様々な執筆陣を迎え、「プリンセスストーリー」ではない、多様な恋愛観を描いていくという。
本日刊行されたのは、桜庭一樹の作、嶽まいこの絵による『すきなひと』と、辻村深月の作、今日マチ子の絵による『すきって いわなきゃ だめ?』の2冊。来年には、島本理生の作、平岡瞳の絵による『まっくろいたちのレストラン』、白石一文の作、北澤平祐の絵による『こはるとちはる』、村田沙耶香の作、米増由香の絵による作品の刊行を予定している。

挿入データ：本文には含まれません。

//! Application entry point for the flocking viewer.
//!
//! This binary installs logging, loads `flock.json` (or the built-in
//! defaults) and delegates everything else to [`Viewer`].

mod viewer;

use flock_core::FlockConfig;
use tracing::warn;
use tracing_subscriber::EnvFilter;
use viewer::Viewer;

const CONFIG_PATH: &str = "flock.json";

/// Starts the native eframe application.
///
/// Log verbosity comes from `RUST_LOG`, e.g. `RUST_LOG=flock_core=debug`.
///
/// ### Returns
/// - `Ok(())` if the application runs to completion without errors.
/// - `Err` if no valid configuration can be built or eframe fails to create
///   the native window or event loop.
fn main() -> Result<(), Box<dyn std::error::Error>> {
    tracing_subscriber::fmt()
        .with_env_filter(EnvFilter::from_default_env())
        .init();

    let config = FlockConfig::load_or_default(CONFIG_PATH);
    let viewer = match Viewer::new(config) {
        Ok(viewer) => viewer,
        Err(err) => {
            warn!(%err, path = CONFIG_PATH, "rejected config, using defaults");
            Viewer::new(FlockConfig::default())?
        }
    };

    eframe::run_native(
        "Flock",
        eframe::NativeOptions::default(),
        Box::new(move |_cc| Ok(Box::new(viewer))),
    )?;
    Ok(())
}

Twitter、Instagramでは『すきなひと』『すきって いわなきゃ だめ?』にまつわる10のキーワードをもとにした「あなたのとっておきの恋」を募集。表現方法はエッセイ、詩、川柳、短歌、写真、イラスト、漫画など自由となり、審査員に桜庭一樹、辻村深月を迎えて「桜庭一樹賞」「辻村深月賞」「岩崎書店賞」を選出する。当選者には直筆サイン本やクオカードがプレゼントされる。詳細は『恋の絵本』の特設サイトで確認しよう。
瀧井朝世のコメント
小さい頃、わたしのまわりには、たくさんの「お姫様が王子様と結婚してめでたしめでたし」という物語がありました。それは遠回しに、女の子は男の子に守られるものだ、富と地位を手に入れることが幸せとなのだ、という価値観を植え付けるものであったのではないかな、という気がしています。
一方、幼稚園や小学校では、「みんな好きな人がいて当然」「好きな人がいるなんてなんだか恥ずかしい」という、矛盾した空気がありました。
だから私は、「好き」をめぐる悩みや疑問があっても、誰にも打ち明けられませんでした。
そんな時に、自分の気持ちに寄り添ってくれ、自分を肯定する一助になってくれるもの――たとえば絵本――があったらよかったな、と今では思うのです。
恋愛を描いた名作絵本はこれまでにもあります。ただ、恋愛観や結婚観、ジェンダー観が変わりつつある今の世の中で、「好き」という素朴な感情を肯定しつつ、現代の感覚に響く恋の絵本があってもよいのではないか。そんな思いから、このシリーズは生まれました。
この人ならそんな話を書いてくれると信頼する作家陣、作家の世界観を豊かなイマジネーションで可視化してくれると確信する画家陣が、参加を表明してくれました。
子どもたちの気持ちの傍らにいてくれるものであると同時に、大人にとっても、今も心の中にある痛みや切なさに響くもの、慰めや励まし、ときめきにつながるものが出来上がったと自負しています。ぜひ、ページをめくってみてください。